Desta vez, o projeto “Justiça Solidária” durou apenas três dias e abrangeu somente ações envolvendo Direito de Família. Segundo o juiz Osmar Gomes, titular da 1ª vara respondendo pela 4ª vara, a comarca conta com quatro varas e um Juizado Especial Cível e Criminal, mas o mutirão incluiu somente as ações da 4ª vara, específica da área de família, devido à grande demanda existente, de mais de três mil processos em tramitação.
Equipe - Na condução das 240 audiências de instrução e julgamento realizadas durante os três dias do projeto, Osmar Santos teve como colaboradores os juízes Cândido José Martins de Oliveira (São Mateus); Antônio Agenor Gomes, (Santa Helena); Luiz Carlos Licar Pereira (Turiaçu); Adelvan Nascimento Pereira (Pedreiras), Ana Maria Almeida Vieira e José Nilo Ribeiro Filho, da 2ª vara e do Juizado Especial Cível e Criminal de Bacabal, respectivamente. Cinco promotores atuaram pelo Ministério Público Estadual.
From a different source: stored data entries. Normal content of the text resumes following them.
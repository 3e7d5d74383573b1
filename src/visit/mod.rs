//! Visit lifecycle
//!
//! ```text
//! begin_visit ──> Coordinator ──┬─ declare_and_enroll / log_goal
//!   (load state)                ├─ confirm_human
//!                               └─ finish_visit ──> VisitOutcome ──> SessionStore::update
//! ```
//!
//! The coordinator itself is synchronous and never touches the session
//! store; [`begin_visit`] and [`end_visit`] bind it to one.
//!
//! # Example
//!
//! ```rust
//! use splitdb::session::MemorySessionStore;
//! use splitdb::visit::{begin_visit, confirm_visit, end_visit, VisitRequest};
//! use splitdb::{SplitConfig, SplitStore};
//!
//! # async fn example() -> splitdb::Result<()> {
//! let store = SplitStore::new();
//! let sessions = MemorySessionStore::new();
//! let config = SplitConfig::default();
//!
//! let mut visit = begin_visit(&sessions, "cookie-1", &store, &config, VisitRequest::new("example.com")).await?;
//! let variant = visit.declare_and_enroll("signup_button", ["red", "blue"])?;
//! let outcome = end_visit(&sessions, "cookie-1", visit).await?;
//! assert!(outcome.inject_confirmation());
//!
//! // The injected trigger calls back:
//! confirm_visit(&sessions, "cookie-1", &store, &config, VisitRequest::new("example.com")).await?;
//! assert_eq!(store.enrollment_count("signup_button", &variant), 1);
//! # Ok(())
//! # }
//! ```

mod coordinator;
mod request;

pub use coordinator::{Coordinator, VisitOutcome};
pub use request::VisitRequest;

use tracing::{debug, info, warn};

use crate::config::SplitConfig;
use crate::session::{SessionStore, VisitState, VisitUpdate};
use crate::store::SplitStore;
use crate::{Error, Result};

/// Load a visit's persisted state and start its coordinator.
///
/// # Errors
///
/// Returns [`crate::Error::CorruptVisitState`] for an undecodable record, or
/// propagates store errors from executing carried-over actions.
pub async fn begin_visit<'a, S: SessionStore>(
    sessions: &S,
    key: &str,
    store: &'a SplitStore,
    config: &SplitConfig,
    request: VisitRequest,
) -> Result<Coordinator<'a>> {
    let persisted = sessions.load(key).await?;
    debug!(visit = key, resumed = persisted.is_some(), "visit started");
    Coordinator::new(store, config, persisted, request)
}

/// Finish a visit and persist its update.
///
/// If a concurrent visit on the same key already bound a different subject,
/// this visit's subject is merged into that one so the key keeps a single
/// history.
///
/// # Errors
///
/// Propagates errors from [`Coordinator::finish_visit`] and from the session
/// store. When a queued action fails, the partial update is persisted first
/// and the action's own error is returned.
pub async fn end_visit<S: SessionStore>(
    sessions: &S,
    key: &str,
    coordinator: Coordinator<'_>,
) -> Result<VisitOutcome> {
    let store = coordinator.store();
    let outcome = match coordinator.finish_visit() {
        Ok(outcome) => outcome,
        Err(Error::VisitInterrupted { source, update }) => {
            let state = sessions.update(key, &update).await?;
            reconcile_subject(store, &update, &state)?;
            warn!(visit = key, kept = state.queue.len(), "visit interrupted; unexecuted actions kept");
            return Err(*source);
        }
        Err(err) => return Err(err),
    };

    let state = sessions.update(key, outcome.update()).await?;
    reconcile_subject(store, outcome.update(), &state)?;
    debug!(visit = key, status = ?state.status, queued = state.queue.len(), "visit finished");
    Ok(outcome)
}

/// Merge a subject that lost the race for a session key into the winner.
fn reconcile_subject(store: &SplitStore, update: &VisitUpdate, state: &VisitState) -> Result<()> {
    let (Some(ours), Some(kept)) = (update.subject, state.subject) else {
        return Ok(());
    };
    if ours == kept {
        return Ok(());
    }
    if !store.subject_exists(kept) {
        warn!(%kept, %ours, "session subject no longer exists; leaving visit subject unmerged");
        return Ok(());
    }
    let summary = store.merge(ours, kept)?;
    info!(source = %ours, target = %kept, ?summary, "merged concurrent visit subject");
    Ok(())
}

/// Handle the confirmation endpoint: a whole visit that only confirms the visitor.
///
/// # Errors
///
/// Propagates errors from loading, draining the queue, or persisting. A
/// failed drain still persists what ran.
pub async fn confirm_visit<S: SessionStore>(
    sessions: &S,
    key: &str,
    store: &SplitStore,
    config: &SplitConfig,
    request: VisitRequest,
) -> Result<VisitOutcome> {
    let mut coordinator = begin_visit(sessions, key, store, config, request).await?;
    let confirmed = coordinator.confirm_human();
    let outcome = end_visit(sessions, key, coordinator).await;
    confirmed?;
    outcome
}
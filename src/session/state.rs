//! Visit state - confirmation status, bound subject and the deferred action queue

use serde::{Deserialize, Serialize};

use crate::model::{RequestContext, SubjectId};
use crate::{Error, Result};

/// Whether a visit has been proven non-automated.
#[derive(Debug, Clone, Copy, Default, PartialEq, Eq, Serialize, Deserialize)]
#[serde(rename_all = "SCREAMING_SNAKE_CASE")]
pub enum ConfirmationStatus {
    /// Not yet confirmed; persistent writes are deferred.
    #[default]
    Unknown,
    /// Confirmed by the client or by authenticating.
    Human,
}

impl ConfirmationStatus {
    /// Whether this is [`ConfirmationStatus::Human`].
    #[must_use]
    pub const fn is_human(self) -> bool {
        matches!(self, Self::Human)
    }
}

/// A persistent write deferred until the visitor is confirmed.
#[derive(Debug, Clone, PartialEq, Eq, Serialize, Deserialize)]
#[serde(tag = "kind", rename_all = "snake_case")]
pub enum QueuedAction {
    /// Enroll the subject in `experiment` as `variant`.
    Enroll {
        /// Experiment name.
        experiment: String,
        /// Variant chosen while unconfirmed.
        variant: String,
    },
    /// Record `goal` for the subject.
    LogGoal {
        /// Goal name.
        goal: String,
        /// Request snapshot taken when the goal fired.
        context: RequestContext,
        /// Optional annotation.
        extra: Option<String>,
    },
}

/// Persisted per-visit record.
///
/// Every queued action has a sequence number: the first entry of `queue` is
/// number `head`, the next `head + 1`, and so on. Numbers are never reused,
/// so a visit can acknowledge exactly the actions it executed even if other
/// visits appended or acknowledged in the meantime.
#[derive(Debug, Clone, Default, PartialEq, Eq, Serialize, Deserialize)]
pub struct VisitState {
    /// Confirmation status.
    #[serde(default)]
    pub status: ConfirmationStatus,
    /// Subject bound to this visitor, once confirmed.
    #[serde(default)]
    pub subject: Option<SubjectId>,
    /// Sequence number of the first entry in `queue`.
    #[serde(default)]
    pub head: u64,
    /// Actions carried over from unconfirmed visits, oldest first.
    #[serde(default)]
    pub queue: Vec<QueuedAction>,
}

impl VisitState {
    /// Sequence number one past the last queued action.
    #[must_use]
    pub fn tail(&self) -> u64 {
        self.head + self.queue.len() as u64
    }

    /// Decode from JSON bytes.
    ///
    /// # Errors
    ///
    /// Returns [`Error::CorruptVisitState`] for malformed data, including an
    /// unknown queued action kind.
    pub fn decode(bytes: &[u8]) -> Result<Self> {
        serde_json::from_slice(bytes).map_err(|e| Error::CorruptVisitState(e.to_string()))
    }

    /// Encode to JSON bytes.
    ///
    /// # Errors
    ///
    /// Returns [`Error::Serialization`] if encoding fails.
    pub fn encode(&self) -> Result<Vec<u8>> {
        Ok(serde_json::to_vec(self)?)
    }
}

/// Changes one finished visit makes to its persisted state.
///
/// Applied with read-modify-write semantics so that concurrent visits sharing
/// a record append to the queue instead of replacing it.
#[derive(Debug, Clone, Default, PartialEq, Eq, Serialize, Deserialize)]
pub struct VisitUpdate {
    /// Status reached by the visit.
    pub status: ConfirmationStatus,
    /// Subject bound during the visit, if any.
    pub subject: Option<SubjectId>,
    /// Replace an already persisted subject instead of keeping it.
    ///
    /// Set when the visit deliberately moved to another subject (sign-in,
    /// or the bound subject had vanished).
    pub rebind: bool,
    /// Carried actions with a sequence number below this were executed.
    pub executed_until: u64,
    /// New actions to append to the queue.
    pub append: Vec<QueuedAction>,
}

impl VisitUpdate {
    /// Apply to a persisted state.
    ///
    /// `Human` is sticky. Only acknowledged sequence numbers leave the queue
    /// and new actions go to the tail. A persisted subject is kept unless the
    /// update rebinds; the caller reconciles a losing subject with
    /// [`crate::SplitStore::merge`].
    pub fn apply_to(&self, state: &mut VisitState) {
        if self.status.is_human() {
            state.status = ConfirmationStatus::Human;
        }
        if self.subject.is_some() && (self.rebind || state.subject.is_none()) {
            state.subject = self.subject;
        }
        let acknowledged = self.executed_until.saturating_sub(state.head);
        let drop = usize::try_from(acknowledged)
            .unwrap_or(usize::MAX)
            .min(state.queue.len());
        state.queue.drain(..drop);
        state.head += drop as u64;
        state.queue.extend(self.append.iter().cloned());
    }
}

#[cfg(test)]
mod tests {
    use super::*;

    fn enroll(variant: &str) -> QueuedAction {
        QueuedAction::Enroll {
            experiment: "exp".into(),
            variant: variant.into(),
        }
    }

    #[test]
    fn test_status_wire_format() {
        let json = serde_json::to_string(&ConfirmationStatus::Human).unwrap();
        assert_eq!(json, "\"HUMAN\"");
        assert!(!ConfirmationStatus::default().is_human());
    }

    #[test]
    fn test_action_wire_format() {
        let json = serde_json::to_value(enroll("blue")).unwrap();
        assert_eq!(json["kind"], "enroll");
        assert_eq!(json["variant"], "blue");
    }

    #[test]
    fn test_decode_rejects_unknown_kind() {
        let raw = br#"{"status":"UNKNOWN","subject":null,"queue":[{"kind":"teleport"}]}"#;
        assert!(matches!(
            VisitState::decode(raw),
            Err(Error::CorruptVisitState(_))
        ));
    }

    #[test]
    fn test_decode_tolerates_missing_fields() {
        let state = VisitState::decode(b"{}").unwrap();
        assert_eq!(state, VisitState::default());
    }

    #[test]
    fn test_apply_appends_after_acknowledged_prefix() {
        let mut state = VisitState {
            queue: vec![enroll("a"), enroll("b"), enroll("c")],
            ..VisitState::default()
        };
        let update = VisitUpdate {
            executed_until: 2,
            append: vec![enroll("d")],
            ..VisitUpdate::default()
        };

        update.apply_to(&mut state);

        assert_eq!(state.head, 2);
        assert_eq!(state.queue, vec![enroll("c"), enroll("d")]);
        assert_eq!(state.tail(), 4);
    }

    #[test]
    fn test_apply_stale_acknowledgement_keeps_newer_actions() {
        // Another visit already acknowledged "a"; "c" arrived since.
        let mut state = VisitState {
            head: 1,
            queue: vec![enroll("c")],
            ..VisitState::default()
        };
        let update = VisitUpdate {
            executed_until: 1,
            ..VisitUpdate::default()
        };

        update.apply_to(&mut state);

        assert_eq!(state.queue, vec![enroll("c")]);
        assert_eq!(state.head, 1);
    }

    #[test]
    fn test_apply_keeps_human() {
        let mut state = VisitState {
            status: ConfirmationStatus::Human,
            subject: Some(SubjectId::new(4)),
            ..VisitState::default()
        };
        VisitUpdate::default().apply_to(&mut state);

        assert!(state.status.is_human());
        assert_eq!(state.subject, Some(SubjectId::new(4)));
    }

    #[test]
    fn test_apply_keeps_first_subject_unless_rebinding() {
        let mut state = VisitState {
            subject: Some(SubjectId::new(1)),
            ..VisitState::default()
        };
        let mut update = VisitUpdate {
            subject: Some(SubjectId::new(2)),
            ..VisitUpdate::default()
        };

        update.apply_to(&mut state);
        assert_eq!(state.subject, Some(SubjectId::new(1)));

        update.rebind = true;
        update.apply_to(&mut state);
        assert_eq!(state.subject, Some(SubjectId::new(2)));
    }

    #[test]
    fn test_apply_acknowledgement_beyond_queue() {
        let mut state = VisitState {
            queue: vec![enroll("a")],
            ..VisitState::default()
        };
        let update = VisitUpdate {
            executed_until: 5,
            ..VisitUpdate::default()
        };
        update.apply_to(&mut state);
        assert!(state.queue.is_empty());
        assert_eq!(state.head, 1);
    }
}
//! Property-based tests for splitdb invariants
//!
//! - Sticky enrollment: one row per (subject, experiment), same variant every time
//! - Goal records: one row per (subject, goal), `extra` filled at most once
//! - Merge law: union of histories, target wins, repeat is a no-op
//! - Funnel monotonicity: for in-order progress, counts and cumulative fractions never grow
//! - Queue order: carried actions execute before new ones, in enqueue order

use std::collections::BTreeSet;

use proptest::prelude::*;
use splitdb::model::{ExperimentReport, RequestContext};
use splitdb::session::{QueuedAction, VisitState};
use splitdb::visit::{Coordinator, VisitRequest};
use splitdb::{SplitConfig, SplitStore};

const GOALS: [&str; 5] = ["viewed", "clicked", "signed_up", "paid", "shared"];
const VARIANTS: [&str; 3] = ["a", "b", "c"];

/// Subset of `GOALS` as a bitmask.
fn arb_goal_mask() -> impl Strategy<Value = u8> {
    0u8..32
}

fn goals_in(mask: u8) -> impl Iterator<Item = &'static str> {
    GOALS
        .iter()
        .enumerate()
        .filter(move |(i, _)| mask & (1 << i) != 0)
        .map(|(_, g)| *g)
}

proptest! {
    #![proptest_config(ProptestConfig::with_cases(100))]

    /// Property: variant resolution is sticky and creates exactly one row
    #[test]
    fn prop_enrollment_is_sticky(calls in 1usize..20) {
        let store = SplitStore::new();
        store.declare("exp", VARIANTS).unwrap();
        let subject = store.create_subject().id();

        let first = store.get_variant_for("exp", subject).unwrap();
        for _ in 1..calls {
            let again = store.get_variant_for("exp", subject).unwrap();
            prop_assert_eq!(again.variant(), first.variant());
        }

        let total: usize = VARIANTS.iter().map(|v| store.enrollment_count("exp", v)).sum();
        prop_assert_eq!(total, 1);
    }

    /// Property: a goal is recorded once; extra is set by the first call that supplies one
    #[test]
    fn prop_goal_recorded_once(extras in proptest::collection::vec(proptest::option::of("[a-z]{1,6}"), 1..8)) {
        let store = SplitStore::new();
        let subject = store.create_subject().id();

        for extra in &extras {
            store.record(subject, "purchase", RequestContext::empty(), extra.clone()).unwrap();
        }

        prop_assert_eq!(store.goal_record_count("purchase"), 1);
        let expected = extras.iter().flatten().next().map(String::as_str);
        let record = store.goal_record(subject, "purchase").unwrap();
        prop_assert_eq!(record.extra(), expected);
    }

    /// Property: merge yields the union, prefers the target, and is idempotent
    #[test]
    fn prop_merge_law(
        source_goals in arb_goal_mask(),
        target_goals in arb_goal_mask(),
        source_variant in 0usize..3,
        target_variant in proptest::option::of(0usize..3),
    ) {
        let store = SplitStore::new();
        store.declare("exp", VARIANTS).unwrap();
        let source = store.create_subject().id();
        let target = store.create_subject().id();

        for goal in goals_in(source_goals) {
            store.record(source, goal, RequestContext::empty(), Some("source".into())).unwrap();
        }
        for goal in goals_in(target_goals) {
            store.record(target, goal, RequestContext::empty(), Some("target".into())).unwrap();
        }
        store.enroll_as_variant("exp", source, VARIANTS[source_variant]).unwrap();
        if let Some(v) = target_variant {
            store.enroll_as_variant("exp", target, VARIANTS[v]).unwrap();
        }

        store.merge(source, target).unwrap();

        prop_assert!(!store.subject_exists(source));
        let merged: BTreeSet<String> = store
            .goal_records_for(target)
            .iter()
            .map(|r| r.goal().to_string())
            .collect();
        let expected: BTreeSet<String> = goals_in(source_goals | target_goals).map(str::to_string).collect();
        prop_assert_eq!(&merged, &expected);

        for goal in goals_in(target_goals) {
            let record = store.goal_record(target, goal).unwrap();
            prop_assert_eq!(record.extra(), Some("target"));
        }
        let expected_variant = VARIANTS[target_variant.unwrap_or(source_variant)];
        let record = store.enrollment("exp", target).unwrap();
        prop_assert_eq!(record.variant(), expected_variant);

        let again = store.merge(source, target).unwrap();
        prop_assert_eq!(again, splitdb::store::MergeSummary::default());
        prop_assert_eq!(store.goal_records_for(target).len(), expected.len());
    }

    /// Property: when subjects reach goals in funnel order, counts and
    /// cumulative fractions are non-increasing
    #[test]
    fn prop_funnel_monotonic(
        subjects in proptest::collection::vec((0usize..3, 0usize..=5), 0..40),
        funnel_len in 0usize..=5,
    ) {
        let store = SplitStore::new();
        store.declare("exp", VARIANTS).unwrap();
        for (variant, depth) in &subjects {
            let s = store.create_subject().id();
            store.enroll_as_variant("exp", s, VARIANTS[*variant]).unwrap();
            for goal in &GOALS[..*depth] {
                store.record(s, goal, RequestContext::empty(), None).unwrap();
            }
        }

        let funnel: Vec<String> = GOALS[..funnel_len].iter().map(|g| (*g).to_string()).collect();
        let report = ExperimentReport::new(1, "exp", "prop", funnel);
        let generated = store.generate(&report).unwrap();

        prop_assert_eq!(generated.rows().len(), funnel_len + 1);
        for pair in generated.rows().windows(2) {
            for (prev, next) in pair[0].cells().iter().zip(pair[1].cells()) {
                prop_assert!(next.count() <= prev.count());
                prop_assert!(next.cumulative() <= prev.cumulative());
                let fraction = next.fraction().unwrap();
                prop_assert!((0.0..=1.0).contains(&fraction));
            }
        }
    }

    /// Property: carried goals execute before this visit's goals, in order
    #[test]
    fn prop_queue_order_preserved(carried in 0usize..6, fresh in 0usize..6) {
        let store = SplitStore::new();
        let queue = (0..carried)
            .map(|i| QueuedAction::LogGoal {
                goal: "step".into(),
                context: RequestContext::empty(),
                extra: Some(format!("carried-{i}")),
            })
            .collect();
        let state = VisitState { queue, ..VisitState::default() };

        let mut visit = Coordinator::new(
            &store,
            &SplitConfig::default(),
            Some(state),
            VisitRequest::new("example.com"),
        )
        .unwrap();
        for i in 0..fresh {
            visit.log_goal("step", Some(&format!("fresh-{i}")));
        }
        visit.confirm_human().unwrap();

        if carried + fresh > 0 {
            let subject = visit.subject().unwrap();
            let expected = if carried > 0 { "carried-0" } else { "fresh-0" };
            let record = store.goal_record(subject, "step").unwrap();
            prop_assert_eq!(record.extra(), Some(expected));
        } else {
            prop_assert!(visit.subject().is_none());
        }
    }
}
Osmar Santos informa ainda que recebeu do Tribunal, através da Corregedoria-Geral da Justiça, o apoio necessário à realização das >atividades do projeto, que já está em sua sétima edição. O corregedor-geral Stélio Muniz vai fazer uma visita à comarca de Bacabal >amanhã, oportunidade em que será informado dos resultados do projeto e conversará com os juízes da comarca sobre diversos assuntos relativos ao funcionamento da Justiça.